Audi A3 Sportback 2016 new car review

Sometimes sampling doesn't work, but the new Audi A3 Sportback 2.0 TFSI S-Tronic shows it can be done.

Darren Cottingham
Darren Cottingham
Expert reviewer | Auto Media Group

Sometimes sampling doesn't work, but the new Audi A3 Sportback 2.0 TFSI S-Tronic shows it can be done. It has sampled the essence of the stellar Volkswagen Golf GTI.

Exterior , 4 out of 5 Drive , 5 out of 5 Safety , 5 out of 5 Value , 3.5 out of 5

Overall score , 4.4 out of 5

The good
  • Excellent overall package with speed, comfort, and economy
The not-so-good
  • Not that much better than a Golf GTI
  • Steering too light

It’s put some silky smooth style over the top; a more refined mix with Audi’s usual flawless interior but using the same engine and gearbox that gives it plenty of sizzle. The A3 provides an excellent driving experience.

Inside and out

The styling has been revised. The A3 has always trodden a conservative route to sports hatch stardom, and it’s a wallflower to Mercedes-Benz’ A-Class. However, there are some nice strong lines down the side and interesting jagged inside edges of the headlights that mimic the grille in differing parallels.

Our review vehicle came with the Technology Package, a $4,500 option which adds Park Assist (kind of helpful given the huge rear pillars), Active Lane Assist (not that helpful), High Beam Assist (automatically dips your high beam headlights), Virtual Cockpit (gives you nice graphics for the instrument cluster) and MMI Navigation Plus (doesn’t everyone use a smartphone now?).

The standard stereo is nothing to get excited about, but there are options to improve it ($750 for Audi’s version or $2250 for Bang & Olufsen’s version.)

The car comes surrounded by sensors for manoeuvring and the blind-spot monitoring, and with a reversing camera. These are important because the thick rear pillars create a significant blind spot.

The camera image is shown on the 5.8-inch screen that pops up out of the dashboard and also shows media functions and phone connectivity which are controlled using a circular wheel and buttons that fall easily to hand.

In fact, the whole ergonomic nature of the Audi’s interior is a comfortingly consistent and thankfully different from those manufacturers trying to go all ‘touchscreen’ which just ends up being a usability nightmare.

On the road

The 2-litre turbo TFSI is plenty fast enough for your average motoring with 100kph coming up in 6.7 seconds while retaining a respectable 5.9 litres per 100km fuel economy. If you want to bait supercars, then you can go for the S3 which drops the 0-100 to just 4.6 seconds.

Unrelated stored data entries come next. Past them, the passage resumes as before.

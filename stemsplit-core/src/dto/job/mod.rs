//! Job DTOs

use serde::{Deserialize, Serialize};

use crate::domain::job::JobStatus;

/// Request to start a separation job
///
/// Every field is optional on the wire so that the server can reject an
/// incomplete request with a readable message instead of a decode error.
#[derive(Debug, Clone, Default, Serialize, Deserialize)]
#[serde(rename_all = "camelCase")]
pub struct StartJob {
    #[serde(default, alias = "jobId", skip_serializing_if = "Option::is_none")]
    pub id: Option<String>,
    #[serde(default, alias = "fileUrl", skip_serializing_if = "Option::is_none")]
    pub source_url: Option<String>,
    #[serde(default, alias = "stems", skip_serializing_if = "Option::is_none")]
    pub requested_stems: Option<Vec<String>>,
}

impl StartJob {
    pub fn new(
        id: impl Into<String>,
        source_url: impl Into<String>,
        requested_stems: Vec<String>,
    ) -> Self {
        Self {
            id: Some(id.into()),
            source_url: Some(source_url.into()),
            requested_stems: Some(requested_stems),
        }
    }
}

/// Immediate acknowledgement of a started job
#[derive(Debug, Clone, PartialEq, Serialize, Deserialize)]
pub struct StartJobResponse {
    #[serde(alias = "jobId")]
    pub id: String,
    pub status: JobStatus,
    pub message: String,
}
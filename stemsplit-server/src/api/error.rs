//! API Error Handling
//!
//! Unified error types and conversion for API responses.

use axum::{
    Json,
    http::StatusCode,
    response::{IntoResponse, Response},
};

use crate::repository::RegistryError;
use crate::service::job_service::JobError;
use crate::service::upload_service::UploadError;
use crate::store::StoreError;

/// API error type
#[derive(Debug)]
pub enum ApiError {
    NotFound(String),
    BadRequest(String),
    Conflict(String),
    PayloadTooLarge(String),
    InternalError(String),
}

impl IntoResponse for ApiError {
    fn into_response(self) -> Response {
        let (status, message) = match self {
            ApiError::NotFound(msg) => (StatusCode::NOT_FOUND, msg),
            ApiError::BadRequest(msg) => (StatusCode::BAD_REQUEST, msg),
            ApiError::Conflict(msg) => (StatusCode::CONFLICT, msg),
            ApiError::PayloadTooLarge(msg) => (StatusCode::PAYLOAD_TOO_LARGE, msg),
            ApiError::InternalError(msg) => {
                tracing::error!("Internal error: {}", msg);
                (StatusCode::INTERNAL_SERVER_ERROR, msg)
            }
        };

        (status, Json(serde_json::json!({ "error": message }))).into_response()
    }
}

impl From<JobError> for ApiError {
    fn from(err: JobError) -> Self {
        match err {
            JobError::ValidationError(msg) => ApiError::BadRequest(msg),
            JobError::Registry(err @ RegistryError::DuplicateJob(_)) => {
                ApiError::Conflict(err.to_string())
            }
            JobError::Registry(err @ RegistryError::NotFound(_)) => {
                ApiError::NotFound(err.to_string())
            }
            JobError::Registry(err) => ApiError::InternalError(err.to_string()),
        }
    }
}

impl From<UploadError> for ApiError {
    fn from(err: UploadError) -> Self {
        match err {
            UploadError::MissingFile
            | UploadError::MissingUrl
            | UploadError::UnsupportedMediaKind(_) => ApiError::BadRequest(err.to_string()),
            UploadError::Store(StoreError::NotFound(url)) => {
                ApiError::NotFound(format!("File not found: {}", url))
            }
            UploadError::Store(err @ (StoreError::ForeignUrl(_) | StoreError::InvalidKey(_))) => {
                ApiError::BadRequest(err.to_string())
            }
            UploadError::Store(err @ StoreError::Io(_)) => ApiError::InternalError(err.to_string()),
        }
    }
}

pub type ApiResult<T> = Result<T, ApiError>;

#[cfg(test)]
mod tests {
    use super::*;

    #[test]
    fn test_job_errors_map_to_status_codes() {
        let status = |err: JobError| ApiError::from(err).into_response().status();

        assert_eq!(
            status(JobError::ValidationError("bad".to_string())),
            StatusCode::BAD_REQUEST
        );
        assert_eq!(
            status(RegistryError::DuplicateJob("job_1".to_string()).into()),
            StatusCode::CONFLICT
        );
        assert_eq!(
            status(RegistryError::NotFound("job_1".to_string()).into()),
            StatusCode::NOT_FOUND
        );
        assert_eq!(
            status(RegistryError::StaleRun("job_1".to_string()).into()),
            StatusCode::INTERNAL_SERVER_ERROR
        );
    }

    #[test]
    fn test_upload_errors_map_to_status_codes() {
        let status = |err: UploadError| ApiError::from(err).into_response().status();

        assert_eq!(status(UploadError::MissingFile), StatusCode::BAD_REQUEST);
        assert_eq!(
            status(UploadError::UnsupportedMediaKind("text/plain".to_string())),
            StatusCode::BAD_REQUEST
        );
        assert_eq!(
            status(StoreError::NotFound("u".to_string()).into()),
            StatusCode::NOT_FOUND
        );
        assert_eq!(
            status(StoreError::ForeignUrl("u".to_string()).into()),
            StatusCode::BAD_REQUEST
        );
    }
}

The A3 is very quiet when the road is smooth, but the tyre choice was noisy on some of the rural roads I drove it on. It is willing and able to switch directions very responsively with little body roll. Its flaw is that the steering is too light and therefore making too much input on the corners is easy to do.

Riding on 18-inch wheels and 225/40R18 tyres, you might expect the ride to be crashy, but it’s not at all. It’s firm, but not overly firm. The seats are both supportive and comfortable, and it is easy to get the ideal driving position. Look in the boot, and you’ll find a nice high floor with a space saver wheel underneath. There are 365 litres of space which is more than the competing BMW 1 Series.

If you want more space you need to go with the sedan version which has 425 litres!

Welcome as standard are safety features such as Audi Pre-sense City. It gives the driver a series of warnings followed by braking automatically if a developing hazard is detected and not responded to. Audi says it can fully prevent accidents at up to 40km/h and significantly reduce the impact of accidents at speeds up to 85km/h.

Of course, there’s the usual suite of safety features that are now standard on all cars including electronic stability control, plus seven airbags and adaptive cruise control.

Conclusion

And that’s the problem: the Golf GTI is every bit as good performance-wise but a good chunk of cashless. But the Audi’s interior is better, and VW isn’t perceived as a premium Euro brand while Audi is, so which would you rather park in your double internal-access garage?